(Stored data)
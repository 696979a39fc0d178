//! `activity-feed ls`: activities across all accounts, newest first.

use activity_core::types::ActivityRecord;
use activity_source_ocs::ActivitySource;
use chrono::{DateTime, Utc};

use crate::cli::LsOpts;
use crate::context::{one_line, time_ago, truncate};
use crate::feed_loop::ActivityFeed;

const SUBJECT_MAX: usize = 60;
const FILE_MAX: usize = 40;

/// Entry point for `activity-feed ls`.
pub async fn cmd_ls<S: ActivitySource>(
    feed: &mut ActivityFeed<S>,
    opts: &LsOpts,
) -> anyhow::Result<()> {
    feed.load().await;
    let output = render(feed, opts, Utc::now())?;
    if !output.is_empty() {
        println!("{output}");
    }
    Ok(())
}

/// Listing for the feed's current state, as table or JSON.
pub fn render<S: ActivitySource>(
    feed: &ActivityFeed<S>,
    opts: &LsOpts,
    now: DateTime<Utc>,
) -> anyhow::Result<String> {
    let rows = if opts.unsorted {
        feed.unsorted_rows()
    } else {
        feed.sorted_rows()
    };
    let unavailable: Vec<&str> = feed.unavailable_accounts().collect();

    if opts.json {
        let accounts: Vec<serde_json::Value> = feed
            .model()
            .account_names()
            .into_iter()
            .filter_map(|name| feed.model().sublist(name))
            .map(|sublist| {
                serde_json::json!({
                    "name": sublist.account_name(),
                    "status": sublist.status(),
                    "records": sublist.len(),
                })
            })
            .collect();
        let value = serde_json::json!({
            "accounts": accounts,
            "activities": rows,
            "unavailable": unavailable,
        });
        return Ok(serde_json::to_string_pretty(&value)?);
    }
    Ok(format_ls(&rows, &unavailable, now))
}

pub fn unavailable_notice(account: &str) -> String {
    format!("Account {account} does not have activities enabled.")
}

/// Notices first, then one aligned row per activity.
pub fn format_ls(rows: &[&ActivityRecord], unavailable: &[&str], now: DateTime<Utc>) -> String {
    let mut lines: Vec<String> = unavailable
        .iter()
        .map(|account| unavailable_notice(account))
        .collect();

    if rows.is_empty() {
        if lines.is_empty() {
            lines.push("(no activities)".to_string());
        }
        return lines.join("\n");
    }
    if !lines.is_empty() {
        lines.push(String::new());
    }

    let cells: Vec<[String; 4]> = rows
        .iter()
        .map(|record| {
            [
                time_ago(record.timestamp(), now),
                record.account_name().to_string(),
                truncate(&one_line(record.subject()), SUBJECT_MAX),
                truncate(record.file_path().unwrap_or(""), FILE_MAX),
            ]
        })
        .collect();

    let header = ["WHEN", "ACCOUNT", "SUBJECT", "FILE"];
    let mut widths = header.map(str::len);
    for row in &cells {
        for (width, cell) in widths.iter_mut().zip(row) {
            *width = (*width).max(cell.chars().count());
        }
    }

    let render_row = |row: &[&str]| -> String {
        let padded: Vec<String> = row
            .iter()
            .zip(widths)
            .map(|(cell, width)| crate::context::pad(cell, width))
            .collect();
        padded.join("  ").trim_end().to_string()
    };

    lines.push(render_row(&header));
    for row in &cells {
        let refs: Vec<&str> = row.iter().map(String::as_str).collect();
        lines.push(render_row(&refs));
    }
    lines.join("\n")
}

#[cfg(test)]
mod tests {
    use super::*;
    use activity_gateway::{ModelConfig, StaticDirectory};
    use activity_source_ocs::FileActivitySource;
    use chrono::TimeZone;
    use std::time::Duration;

    fn now() -> DateTime<Utc> {
        Utc.with_ymd_and_hms(2016, 2, 1, 12, 0, 0).unwrap()
    }

    fn record(id: i64, account: &str, subject: &str, hours_ago: i64) -> ActivityRecord {
        ActivityRecord::new(id, account, subject)
            .with_timestamp(now() - chrono::Duration::hours(hours_ago))
    }

    #[test]
    fn table_has_header_and_rows() {
        let a = record(1, "alice", "You changed a.txt", 2).with_file_path("/a.txt");
        let b = record(2, "bob", "You created b.txt", 30);
        let out = format_ls(&[&a, &b], &[], now());
        let lines: Vec<&str> = out.lines().collect();

        assert_eq!(lines.len(), 3);
        assert!(lines[0].starts_with("WHEN"));
        assert!(lines[1].starts_with("2h ago"));
        assert!(lines[1].contains("alice"));
        assert!(lines[1].ends_with("/a.txt"));
        assert!(lines[2].starts_with("1d ago"));
        // Columns line up.
        assert_eq!(lines[1].find("alice"), lines[2].find("bob"));
    }

    #[test]
    fn notices_precede_rows() {
        let a = record(1, "alice", "x", 1);
        let out = format_ls(&[&a], &["bob"], now());
        let lines: Vec<&str> = out.lines().collect();
        assert_eq!(lines[0], "Account bob does not have activities enabled.");
        assert_eq!(lines[1], "");
        assert!(lines[2].starts_with("WHEN"));
    }

    #[test]
    fn empty_feed() {
        assert_eq!(format_ls(&[], &[], now()), "(no activities)");
        assert_eq!(
            format_ls(&[], &["bob"], now()),
            "Account bob does not have activities enabled."
        );
    }

    #[tokio::test]
    async fn json_lists_account_status() {
        let dir = tempfile::tempdir().expect("tempdir");
        let alice = dir.path().join("alice.json");
        let bob = dir.path().join("bob.json");
        std::fs::write(
            &alice,
            r#"{"ocs":{"meta":{"statuscode":100},"data":[{"id":1,"subject":"s","date":"2016-01-01T00:00:00Z"}]}}"#,
        )
        .expect("write");
        std::fs::write(&bob, r#"{"ocs":{"meta":{"statuscode":999},"data":[]}}"#).expect("write");

        let source = FileActivitySource::new()
            .with_feed("alice", &alice)
            .with_feed("bob", &bob)
            .with_feed("carol", dir.path().join("missing.json"));
        let directory = StaticDirectory::new()
            .with_account("alice", true)
            .with_account("bob", true)
            .with_account("carol", true);
        let mut feed =
            ActivityFeed::new(directory, source, ModelConfig::default(), Duration::from_secs(5));
        feed.load().await;

        let opts = LsOpts {
            unsorted: false,
            json: true,
        };
        let out = render(&feed, &opts, now()).expect("render");
        let value: serde_json::Value = serde_json::from_str(&out).expect("json");

        assert_eq!(value["accounts"][0]["name"], "alice");
        assert_eq!(value["accounts"][0]["status"], "loaded");
        assert_eq!(value["accounts"][0]["records"], 1);
        assert_eq!(value["accounts"][1]["status"], "feature_unavailable");
        assert_eq!(value["accounts"][2]["status"], "failed");
        assert_eq!(value["unavailable"], serde_json::json!(["bob"]));
        assert_eq!(value["activities"][0]["id"], 1);
    }

    #[test]
    fn undated_activity_shows_dash() {
        let a = ActivityRecord::new(1, "alice", "x");
        let out = format_ls(&[&a], &[], now());
        assert!(out.lines().nth(1).expect("row").starts_with('-'));
    }
}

- **Your task**:
All the lines above should come back exactly as written.

- **Response box**:
repository 696979a39fc0d178
//! `activity-feed ls`: activities across all accounts, newest first.

use activity_core::types::ActivityRecord;
use activity_source_ocs::ActivitySource;
use chrono::{DateTime, Utc};

use crate::cli::LsOpts;
use crate::context::{one_line, time_ago, truncate};
use crate::feed_loop::ActivityFeed;

const SUBJECT_MAX: usize = 60;
const FILE_MAX: usize = 40;

/// Entry point for `activity-feed ls`.
pub async fn cmd_ls<S: ActivitySource>(
    feed: &mut ActivityFeed<S>,
    opts: &LsOpts,
) -> anyhow::Result<()> {
    feed.load().await;
    let output = render(feed, opts, Utc::now())?;
    if !output.is_empty() {
        println!("{output}");
    }
    Ok(())
}

/// Listing for the feed's current state, as table or JSON.
pub fn render<S: ActivitySource>(
    feed: &ActivityFeed<S>,
    opts: &LsOpts,
    now: DateTime<Utc>,
) -> anyhow::Result<String> {
    let rows = if opts.unsorted {
        feed.unsorted_rows()
    } else {
        feed.sorted_rows()
    };
    let unavailable: Vec<&str> = feed.unavailable_accounts().collect();

    if opts.json {
        let accounts: Vec<serde_json::Value> = feed
            .model()
            .account_names()
            .into_iter()
            .filter_map(|name| feed.model().sublist(name))
            .map(|sublist| {
                serde_json::json!({
                    "name": sublist.account_name(),
                    "status": sublist.status(),
                    "records": sublist.len(),
                })
            })
            .collect();
        let value = serde_json::json!({
            "accounts": accounts,
            "activities": rows,
            "unavailable": unavailable,
        });
        return Ok(serde_json::to_string_pretty(&value)?);
    }
    Ok(format_ls(&rows, &unavailable, now))
}

pub fn unavailable_notice(account: &str) -> String {
    format!("Account {account} does not have activities enabled.")
}

/// Notices first, then one aligned row per activity.
pub fn format_ls(rows: &[&ActivityRecord], unavailable: &[&str], now: DateTime<Utc>) -> String {
    let mut lines: Vec<String> = unavailable
        .iter()
        .map(|account| unavailable_notice(account))
        .collect();

    if rows.is_empty() {
        if lines.is_empty() {
            lines.push("(no activities)".to_string());
        }
        return lines.join("\n");
    }
    if !lines.is_empty() {
        lines.push(String::new());
    }

    let cells: Vec<[String; 4]> = rows
        .iter()
        .map(|record| {
            [
                time_ago(record.timestamp(), now),
                record.account_name().to_string(),
                truncate(&one_line(record.subject()), SUBJECT_MAX),
                truncate(record.file_path().unwrap_or(""), FILE_MAX),
            ]
        })
        .collect();

    let header = ["WHEN", "ACCOUNT", "SUBJECT", "FILE"];
    let mut widths = header.map(str::len);
    for row in &cells {
        for (width, cell) in widths.iter_mut().zip(row) {
            *width = (*width).max(cell.chars().count());
        }
    }

    let render_row = |row: &[&str]| -> String {
        let padded: Vec<String> = row
            .iter()
            .zip(widths)
            .map(|(cell, width)| crate::context::pad(cell, width))
            .collect();
        padded.join("  ").trim_end().to_string()
    };

    lines.push(render_row(&header));
    for row in &cells {
        let refs: Vec<&str> = row.iter().map(String::as_str).collect();
        lines.push(render_row(&refs));
    }
    lines.join("\n")
}

#[cfg(test)]
mod tests {
    use super::*;
    use activity_gateway::{ModelConfig, StaticDirectory};
    use activity_source_ocs::FileActivitySource;
    use chrono::TimeZone;
    use std::time::Duration;

    fn now() -> DateTime<Utc> {
        Utc.with_ymd_and_hms(2016, 2, 1, 12, 0, 0).unwrap()
    }

    fn record(id: i64, account: &str, subject: &str, hours_ago: i64) -> ActivityRecord {
        ActivityRecord::new(id, account, subject)
            .with_timestamp(now() - chrono::Duration::hours(hours_ago))
    }

    #[test]
    fn table_has_header_and_rows() {
        let a = record(1, "alice", "You changed a.txt", 2).with_file_path("/a.txt");
        let b = record(2, "bob", "You created b.txt", 30);
        let out = format_ls(&[&a, &b], &[], now());
        let lines: Vec<&str> = out.lines().collect();

        assert_eq!(lines.len(), 3);
        assert!(lines[0].starts_with("WHEN"));
        assert!(lines[1].starts_with("2h ago"));
        assert!(lines[1].contains("alice"));
        assert!(lines[1].ends_with("/a.txt"));
        assert!(lines[2].starts_with("1d ago"));
        // Columns line up.
        assert_eq!(lines[1].find("alice"), lines[2].find("bob"));
    }

    #[test]
    fn notices_precede_rows() {
        let a = record(1, "alice", "x", 1);
        let out = format_ls(&[&a], &["bob"], now());
        let lines: Vec<&str> = out.lines().collect();
        assert_eq!(lines[0], "Account bob does not have activities enabled.");
        assert_eq!(lines[1], "");
        assert!(lines[2].starts_with("WHEN"));
    }

    #[test]
    fn empty_feed() {
        assert_eq!(format_ls(&[], &[], now()), "(no activities)");
        assert_eq!(
            format_ls(&[], &["bob"], now()),
            "Account bob does not have activities enabled."
        );
    }

    #[tokio::test]
    async fn json_lists_account_status() {
        let dir = tempfile::tempdir().expect("tempdir");
        let alice = dir.path().join("alice.json");
        let bob = dir.path().join("bob.json");
        std::fs::write(
            &alice,
            r#"{"ocs":{"meta":{"statuscode":100},"data":[{"id":1,"subject":"s","date":"2016-01-01T00:00:00Z"}]}}"#,
        )
        .expect("write");
        std::fs::write(&bob, r#"{"ocs":{"meta":{"statuscode":999},"data":[]}}"#).expect("write");

        let source = FileActivitySource::new()
            .with_feed("alice", &alice)
            .with_feed("bob", &bob)
            .with_feed("carol", dir.path().join("missing.json"));
        let directory = StaticDirectory::new()
            .with_account("alice", true)
            .with_account("bob", true)
            .with_account("carol", true);
        let mut feed =
            ActivityFeed::new(directory, source, ModelConfig::default(), Duration::from_secs(5));
        feed.load().await;

        let opts = LsOpts {
            unsorted: false,
            json: true,
        };
        let out = render(&feed, &opts, now()).expect("render");
        let value: serde_json::Value = serde_json::from_str(&out).expect("json");

        assert_eq!(value["accounts"][0]["name"], "alice");
        assert_eq!(value["accounts"][0]["status"], "loaded");
        assert_eq!(value["accounts"][0]["records"], 1);
        assert_eq!(value["accounts"][1]["status"], "feature_unavailable");
        assert_eq!(value["accounts"][2]["status"], "failed");
        assert_eq!(value["unavailable"], serde_json::json!(["bob"]));
        assert_eq!(value["activities"][0]["id"], 1);
    }

    #[test]
    fn undated_activity_shows_dash() {
        let a = ActivityRecord::new(1, "alice", "x");
        let out = format_ls(&[&a], &[], now());
        assert!(out.lines().nth(1).expect("row").starts_with('-'));
    }
}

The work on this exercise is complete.